Apart from the intra-protein glycan correlations just described, there were also inter-protein glycan correlations that were of significance [i.e. glycans on different proteins can correlate (positively or negatively) with one another]. This was especially true for the different immunoglobulin subclasses. For example, the abundance of glycan modifiers on IgG1 correlated with their identical counterparts on IgG2 (Figs. 1 and 2E). This is of interest because in theory, IgG1 and IgG2 should be synthesized by different B cell populations, which would indicate that different cells can be influenced to employ similar glycan modifications. Glycan correlations across structurally dissimilar proteins were also sometimes present. One of the most striking of which was the correlation (PPMCC 0.733, P < 2E−16) between glycan 5412 at position 70 of Alpha-1 Antitrypsin (A1AT) with glycan 5412 at position 630 of transferrin (TF) (Fig. 2E).

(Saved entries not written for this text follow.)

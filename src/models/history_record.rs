use chrono::DateTime;
use chrono_tz::Tz;

use crate::models::PriceSummary;

/// One persisted observation. Created once per fetch cycle, immutable
/// thereafter, never deleted or rewritten.
#[derive(Debug, Clone)]
pub struct HistoryRecord {
    pub timestamp: DateTime<Tz>,
    pub lowest_price: Option<f64>,
    pub computed_min_price: Option<f64>,
    pub median_sale: Option<f64>,
    pub num_listings: Option<usize>,
    pub event_url: String,
    pub all_prices: Vec<f64>,
}

impl HistoryRecord {
    pub fn new(timestamp: DateTime<Tz>, summary: &PriceSummary, event_url: &str) -> Self {
        Self {
            timestamp,
            lowest_price: summary.lowest_price,
            computed_min_price: summary.computed_min_price,
            median_sale: summary.median_sale,
            num_listings: summary.num_listings,
            event_url: event_url.to_string(),
            all_prices: summary.all_prices.clone(),
        }
    }
}

/// Serialize a price list as a bracketed literal, e.g. `[10.5, 12.0]`.
/// Whole floats keep their decimal point so the round trip is stable.
pub fn format_price_list(prices: &[f64]) -> String {
    let inner = prices
        .iter()
        .map(|p| format!("{:?}", p))
        .collect::<Vec<_>>()
        .join(", ");
    format!("[{}]", inner)
}

/// Parse a bracketed price list literal back into floats.
/// Malformed input degrades to an empty list, it never fails.
pub fn parse_price_list(raw: &str) -> Vec<f64> {
    let inner = raw.trim().trim_start_matches('[').trim_end_matches(']').trim();
    if inner.is_empty() {
        return Vec::new();
    }

    let mut prices = Vec::new();
    for part in inner.split(',') {
        match part.trim().parse::<f64>() {
            Ok(v) => prices.push(v),
            Err(_) => return Vec::new(),
        }
    }
    prices
}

Figure S3 is a pictorial representation of the 16,742 correlations (Data File S1) analyzed in this study, of which 796 were significant (FDR < 0.05) (Data File S1). This figure uses a machine learning dimensionality reduction technique to represent the thousands of correlations as a 2D image, where each symbol represents a different site-specific glycosylation. Symbols that are far away from each other correlate poorly, whereas overlapping symbols are highly correlative. From this image, it is clearly apparent that there are both intra- and inter-glycan correlations. Importantly, previous studies of enzymatically cleaved glycans failed to make such distinctions between populations of glycans originating from different proteins.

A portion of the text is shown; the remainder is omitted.